Kurz vor Filmbeginn spricht der Bürgermeister ein paar einleitende Worte: Ehrengäste werden begrüßt und die Regisseurin vorgestellt – für die wenigen, die sie nicht kennen. Als Teresa Distelberger an diesem Abend die Bühne betritt, gibt es Applaus. Heute nennt sie Herzogenburg ihren Heimatort. Das war nicht immer so, obwohl sie bereits im Alter von zwei Jahren mit ihren Eltern hierher kam. „Ich habe mich hier nicht gleich willkommen gefühlt. Ich hatte das Gefühl, immer die ,Zuagroaste´ zu bleiben.“ Dieses Problem wird auch im Film thematisiert, ihre erste eigene Lang-Doku, die im Februar 2020 ins Kino kam. Fremde könnten einem Dorf neues Leben einhauchen, aber zu oft wird ihnen mit Feindseligkeit oder Skepsis begegnet.

Für immer die „Zuagroaste”

Retten, was es zu retten gibt

Der Beamer ist aufgebaut und ein kleines Weingut aus der Region schenkt aus. Der laue Abend bietet perfekte Voraussetzungen für das Open-Air-Kino im Innenhof des Kulturzentrums. Es ist 15 Minuten vor Filmbeginn und immer mehr Interessierte treffen ein. Teresa Distelberger lehnt an einem Stehtisch und lächelt Vorbeigehenden immer wieder grüßend zu. Sie habe Herzogenburg früher eindeutig als Dorf wahrgenommen, erzählt sie. Nach der Schule zog es sie wie viele Jugendliche aus kleinen Ortschaften in die Ferne. Sie studierte in Wien, Paris, Lancaster und den Niederlanden. Mittlerweile wohnt sie wieder in Wien – für die Arbeit, denn eigentlich würde sie lieber wieder am Land wohnen.
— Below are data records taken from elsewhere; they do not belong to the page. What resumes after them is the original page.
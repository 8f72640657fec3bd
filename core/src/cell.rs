use serde::{Deserialize, Serialize};

/// What lies under a cell. A cell is never both a mine and a count.
#[derive(Copy, Clone, Debug, PartialEq, Eq, Serialize, Deserialize)]
pub enum CellContent {
    Empty,
    Mine,
    /// Number of adjacent mines, always in `1..=8`.
    Count(u8),
}

impl CellContent {
    pub const fn is_mine(self) -> bool {
        matches!(self, Self::Mine)
    }

    /// Adjacent mine count, zero for empty cells and mines.
    pub const fn number(self) -> u8 {
        match self {
            Self::Count(count) => count,
            Self::Empty | Self::Mine => 0,
        }
    }

    /// Bumps the adjacent count by one, mines stay mines.
    pub(crate) const fn incremented(self) -> Self {
        match self {
            Self::Empty => Self::Count(1),
            Self::Count(count) => Self::Count(count + 1),
            Self::Mine => Self::Mine,
        }
    }
}

impl Default for CellContent {
    fn default() -> Self {
        Self::Empty
    }
}

#[derive(Copy, Clone, Debug, PartialEq, Eq, Serialize, Deserialize)]
pub enum Cover {
    Covered,
    Open,
    Flagged,
}

impl Default for Cover {
    fn default() -> Self {
        Self::Covered
    }
}

#[derive(Copy, Clone, Debug, Default, PartialEq, Eq, Serialize, Deserialize)]
pub struct Cell {
    pub content: CellContent,
    pub cover: Cover,
}

impl Cell {
    pub const fn is_covered(self) -> bool {
        matches!(self.cover, Cover::Covered)
    }

    pub const fn is_open(self) -> bool {
        matches!(self.cover, Cover::Open)
    }

    pub const fn is_flagged(self) -> bool {
        matches!(self.cover, Cover::Flagged)
    }
}

#[cfg(test)]
mod tests {
    use super::*;

    #[test]
    fn increment_walks_empty_to_counts_and_skips_mines() {
        let content = CellContent::Empty.incremented().incremented();

        assert_eq!(content, CellContent::Count(2));
        assert_eq!(CellContent::Mine.incremented(), CellContent::Mine);
    }
}
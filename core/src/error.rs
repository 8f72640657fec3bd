use thiserror::Error;

#[derive(Error, Debug, Copy, Clone, PartialEq, Eq)]
pub enum GameError {
    #[error("Invalid coordinates")]
    InvalidCoords,
    #[error("Mine layout does not match the board size")]
    LayoutMismatch,
    #[error("Game already ended, no new moves are accepted")]
    AlreadyEnded,
}

pub type Result<T> = core::result::Result<T, GameError>;
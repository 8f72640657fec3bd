use alloc::vec::{Drain, Vec};
use core::time::Duration;
use ndarray::Array2;
use rand::prelude::*;
use rand::rngs::SmallRng;
use serde::{Deserialize, Serialize};

use crate::*;

/// Lifecycle of a single game.
#[derive(Copy, Clone, Debug, Default, PartialEq, Eq, Serialize, Deserialize)]
pub enum EngineState {
    /// Fresh grid, mines not placed yet.
    #[default]
    Ready,
    Playing,
    Won,
    Lost,
}

impl EngineState {
    pub const fn is_ready(self) -> bool {
        matches!(self, Self::Ready)
    }

    pub const fn is_playing(self) -> bool {
        matches!(self, Self::Playing)
    }

    pub const fn is_finished(self) -> bool {
        matches!(self, Self::Won | Self::Lost)
    }
}

/// Coarse result exposed to the presentation layer.
#[derive(Copy, Clone, Debug, PartialEq, Eq, Serialize, Deserialize)]
pub enum GameResult {
    InProgress,
    Won,
    Lost,
}

impl From<EngineState> for GameResult {
    fn from(state: EngineState) -> Self {
        match state {
            EngineState::Ready | EngineState::Playing => Self::InProgress,
            EngineState::Won => Self::Won,
            EngineState::Lost => Self::Lost,
        }
    }
}

/// Pending work while a reveal cascades.
#[derive(Copy, Clone, Debug)]
enum Visit {
    /// Flood-fill step, always processed.
    Any(Coord2),
    /// Chord step, skipped if the cell stopped being covered meanwhile.
    IfCovered(Coord2),
}

/// A Minesweeper board and the rules that drive it.
///
/// The board owns its random source, so a game is reproducible from the seed
/// given at construction.
#[derive(Clone, Debug)]
pub struct Board {
    config: GameConfig,
    placement: Placement,
    rng: SmallRng,
    grid: Array2<Cell>,
    mine_count: CellCount,
    open_count: CellCount,
    flags_remaining: i32,
    state: EngineState,
    elapsed: Duration,
    triggered_mine: Option<Coord2>,
    events: Vec<BoardEvent>,
}

impl Board {
    pub fn new(config: GameConfig, seed: u64) -> Self {
        let mut board = Self {
            config,
            placement: Placement::default(),
            rng: SmallRng::seed_from_u64(seed),
            grid: Array2::default(config.size.to_nd_index()),
            mine_count: config.mines,
            open_count: 0,
            flags_remaining: 0,
            state: EngineState::Ready,
            elapsed: Duration::ZERO,
            triggered_mine: None,
            events: Vec::new(),
        };
        board.new_game();
        board
    }

    pub fn with_placement(config: GameConfig, placement: Placement, seed: u64) -> Result<Self> {
        let mut board = Self::new(config, seed);
        board.set_placement(placement)?;
        board.new_game();
        Ok(board)
    }

    /// Board whose every game uses `layout`, bypassing the density cap.
    pub fn with_layout(layout: MineLayout) -> Self {
        let config = layout.game_config();
        let mut board = Self::new(config, 0);
        board.placement = Placement::Fixed(layout);
        board
    }

    /// Sanitizes and stores a new configuration, applied by the next
    /// [`Board::new_game`].
    pub fn configure(&mut self, rows: Coord, columns: Coord, mines: CellCount) {
        self.config = GameConfig::new((rows, columns), mines);
        if let Placement::Fixed(layout) = &self.placement {
            if layout.game_config() != self.config {
                log::debug!("Fixed layout no longer matches the configuration, dropping it");
                self.placement = Placement::default();
            }
        }
    }

    /// Switches the placement strategy, applied by the next [`Board::new_game`].
    pub fn set_placement(&mut self, placement: Placement) -> Result<()> {
        if let Placement::Fixed(layout) = &placement {
            if layout.size() != self.config.size {
                return Err(GameError::LayoutMismatch);
            }
            self.config = layout.game_config();
        }
        self.placement = placement;
        Ok(())
    }

    /// Replaces the whole grid with a fresh covered one.
    pub fn new_game(&mut self) {
        self.grid = Array2::default(self.config.size.to_nd_index());
        self.mine_count = self.config.mines;
        self.open_count = 0;
        self.flags_remaining = i32::from(self.config.mines);
        self.state = EngineState::Ready;
        self.elapsed = Duration::ZERO;
        self.triggered_mine = None;
        self.events.clear();
        log::debug!(
            "New game {}x{} with {} mines",
            self.config.rows(),
            self.config.columns(),
            self.config.mines
        );
    }

    pub fn config(&self) -> GameConfig {
        self.config
    }

    pub fn size(&self) -> Coord2 {
        let (rows, columns) = self.grid.dim();
        (rows as Coord, columns as Coord)
    }

    pub fn rows(&self) -> Coord {
        self.size().0
    }

    pub fn columns(&self) -> Coord {
        self.size().1
    }

    pub fn mine_count(&self) -> CellCount {
        self.mine_count
    }

    pub fn open_count(&self) -> CellCount {
        self.open_count
    }

    pub fn state(&self) -> EngineState {
        self.state
    }

    pub fn game_result(&self) -> GameResult {
        self.state.into()
    }

    pub fn is_playing(&self) -> bool {
        self.state.is_playing()
    }

    pub fn is_finished(&self) -> bool {
        self.state.is_finished()
    }

    /// Mines minus flags placed, negative when over-flagged.
    pub fn flags_remaining(&self) -> i32 {
        self.flags_remaining
    }

    pub fn elapsed(&self) -> Duration {
        self.elapsed
    }

    pub fn triggered_mine(&self) -> Option<Coord2> {
        self.triggered_mine
    }

    /// # Panics
    ///
    /// When `coords` is outside the board, see [`Board::get`].
    pub fn cell_at(&self, coords: Coord2) -> Cell {
        self.grid[coords.to_nd_index()]
    }

    pub fn get(&self, coords: Coord2) -> Option<Cell> {
        self.grid.get(coords.to_nd_index()).copied()
    }

    pub fn neighbors(&self, coords: Coord2) -> NeighborIter {
        self.grid.neighbors_of(coords)
    }

    /// Accumulates frame time while a game is being played.
    pub fn advance_time(&mut self, delta: Duration) {
        if self.state.is_playing() {
            self.elapsed = self.elapsed.saturating_add(delta);
        }
    }

    /// Takes every event recorded since the last call.
    pub fn drain_events(&mut self) -> Drain<'_, BoardEvent> {
        self.events.drain(..)
    }

    /// Whether revealing this number would open its neighbors.
    pub fn can_chord_at(&self, coords: Coord2) -> bool {
        match self.get(coords) {
            Some(Cell {
                content: CellContent::Count(count),
                cover: Cover::Open | Cover::Flagged,
            }) if !self.state.is_finished() => count == self.count_flagged_neighbors(coords),
            _ => false,
        }
    }

    pub fn toggle_flag(&mut self, coords: Coord2) -> Result<FlagOutcome> {
        let coords = self.validate_coords(coords)?;
        self.check_not_finished()?;

        let cover = match self.cell_at(coords).cover {
            Cover::Covered => {
                self.flags_remaining -= 1;
                Cover::Flagged
            }
            Cover::Flagged => {
                self.flags_remaining += 1;
                Cover::Covered
            }
            Cover::Open => return Ok(FlagOutcome::NoChange),
        };

        self.set_cover(coords, cover);
        self.events.push(BoardEvent::FlagsChanged {
            remaining: self.flags_remaining,
        });
        Ok(FlagOutcome::Changed)
    }

    /// Opens a covered cell, flooding through empty regions. Afterwards any
    /// numbered cell the cascade touches, already open or even flagged, opens
    /// its covered neighbors once its flagged neighbors match the number. The
    /// first call of a game places the mines.
    pub fn reveal(&mut self, coords: Coord2) -> Result<RevealOutcome> {
        let coords = self.validate_coords(coords)?;
        self.check_not_finished()?;

        if self.state.is_ready() {
            self.place_mines(coords);
        }

        let opened_before = self.open_count;
        let mut pending = Vec::from([Visit::Any(coords)]);

        while let Some(visit) = pending.pop() {
            let coords = match visit {
                Visit::Any(coords) => coords,
                Visit::IfCovered(coords) if self.cell_at(coords).is_covered() => coords,
                Visit::IfCovered(_) => continue,
            };

            if self.visit(coords, &mut pending) {
                self.lose(coords);
                return Ok(RevealOutcome::HitMine);
            }
        }

        debug_assert_eq!(self.open_count, self.count_open());
        if self.open_count == self.safe_cell_count() {
            self.win();
            return Ok(RevealOutcome::Won);
        }

        Ok(if self.open_count == opened_before {
            RevealOutcome::NoChange
        } else {
            RevealOutcome::Revealed
        })
    }

    /// One step of a reveal cascade: open if covered, then chord if satisfied
    /// whatever the cover. Returns `true` when a mine was opened.
    fn visit(&mut self, coords: Coord2, pending: &mut Vec<Visit>) -> bool {
        let cell = self.cell_at(coords);

        match cell.cover {
            Cover::Covered => {
                self.set_cover(coords, Cover::Open);
                self.open_count += 1;
                log::trace!("Opened {:?}: {:?}", coords, cell.content);

                match cell.content {
                    CellContent::Mine => return true,
                    CellContent::Empty => {
                        let neighbors: Vec<_> = self.neighbors(coords).collect();
                        pending.extend(neighbors.into_iter().rev().map(Visit::Any));
                    }
                    CellContent::Count(_) => {}
                }
            }
            // only the open step is skipped, numbers still chord
            Cover::Open | Cover::Flagged => {}
        }

        if let CellContent::Count(count) = cell.content {
            if count == self.count_flagged_neighbors(coords) {
                let covered: Vec<_> = self
                    .neighbors(coords)
                    .filter(|&pos| self.cell_at(pos).is_covered())
                    .collect();
                pending.extend(covered.into_iter().rev().map(Visit::IfCovered));
            }
        }

        false
    }

    fn place_mines(&mut self, first: Coord2) {
        let layout = self.placement.place(self.config, first, &mut self.rng);
        for &coords in layout.mine_coords() {
            self.plant_mine(coords);
        }

        let placed = layout.mine_count();
        if placed != self.mine_count {
            self.flags_remaining -= i32::from(self.mine_count) - i32::from(placed);
            self.events.push(BoardEvent::FlagsChanged {
                remaining: self.flags_remaining,
            });
        }
        self.mine_count = placed;
        self.state = EngineState::Playing;
        self.events.push(BoardEvent::MinesPlaced { first });
        log::debug!("Game started at {:?} with {} mines", first, self.mine_count);
    }

    fn plant_mine(&mut self, coords: Coord2) {
        self.grid[coords.to_nd_index()].content = CellContent::Mine;
        for pos in self.neighbors(coords) {
            let cell = &mut self.grid[pos.to_nd_index()];
            cell.content = cell.content.incremented();
        }
    }

    fn set_cover(&mut self, coords: Coord2, cover: Cover) {
        let cell = &mut self.grid[coords.to_nd_index()];
        cell.cover = cover;
        let cell = *cell;
        self.events.push(BoardEvent::CellChanged { coords, cell });
    }

    fn win(&mut self) {
        self.state = EngineState::Won;
        self.events.push(BoardEvent::Won {
            elapsed: self.elapsed,
        });
        log::debug!("Game won after {:?}", self.elapsed);
    }

    fn lose(&mut self, coords: Coord2) {
        self.state = EngineState::Lost;
        self.triggered_mine = Some(coords);
        self.events.push(BoardEvent::Lost { coords });
        log::debug!("Game lost on mine at {:?}", coords);
    }

    fn safe_cell_count(&self) -> CellCount {
        cell_total(self.rows(), self.columns()) - self.mine_count
    }

    fn count_open(&self) -> CellCount {
        self.grid.iter().filter(|cell| cell.is_open()).count() as CellCount
    }

    fn count_flagged_neighbors(&self, coords: Coord2) -> u8 {
        self.neighbors(coords)
            .filter(|&pos| self.cell_at(pos).is_flagged())
            .count() as u8
    }

    fn validate_coords(&self, coords: Coord2) -> Result<Coord2> {
        let (rows, columns) = self.size();
        if coords.0 < rows && coords.1 < columns {
            Ok(coords)
        } else {
            Err(GameError::InvalidCoords)
        }
    }

    fn check_not_finished(&self) -> Result<()> {
        if self.state.is_finished() {
            Err(GameError::AlreadyEnded)
        } else {
            Ok(())
        }
    }
}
Obwohl 90 Prozent der Fläche Österreichs ländlich geprägt sind, wohnen 60 Prozent der Einwohner*innen in Städten, Tendenz steigend. Dörfer sterben aus. Schnell wird während der Dokumentation klar, was es zu verlieren gibt. Dass mit den Dörfern Tradition, Handwerk, Kultur und Gemeinschaft verschwinden – ein Phänomen, das nicht nur in Österreich, sondern international bemerkbar ist. „Spätestens jetzt“ muss etwas passieren, findet Distelberger, bevor sie die Bühne verlässt. Es ist dunkel geworden – gerade rechtzeitig für den Start der Vorstellung. Kurz vorm Vorspann läuft Distelberger noch einmal geduckt zum Podium. Sie hat ihr Weinglas vergessen. „Sympathisch“, findet ein älterer Herr aus dem Publikum.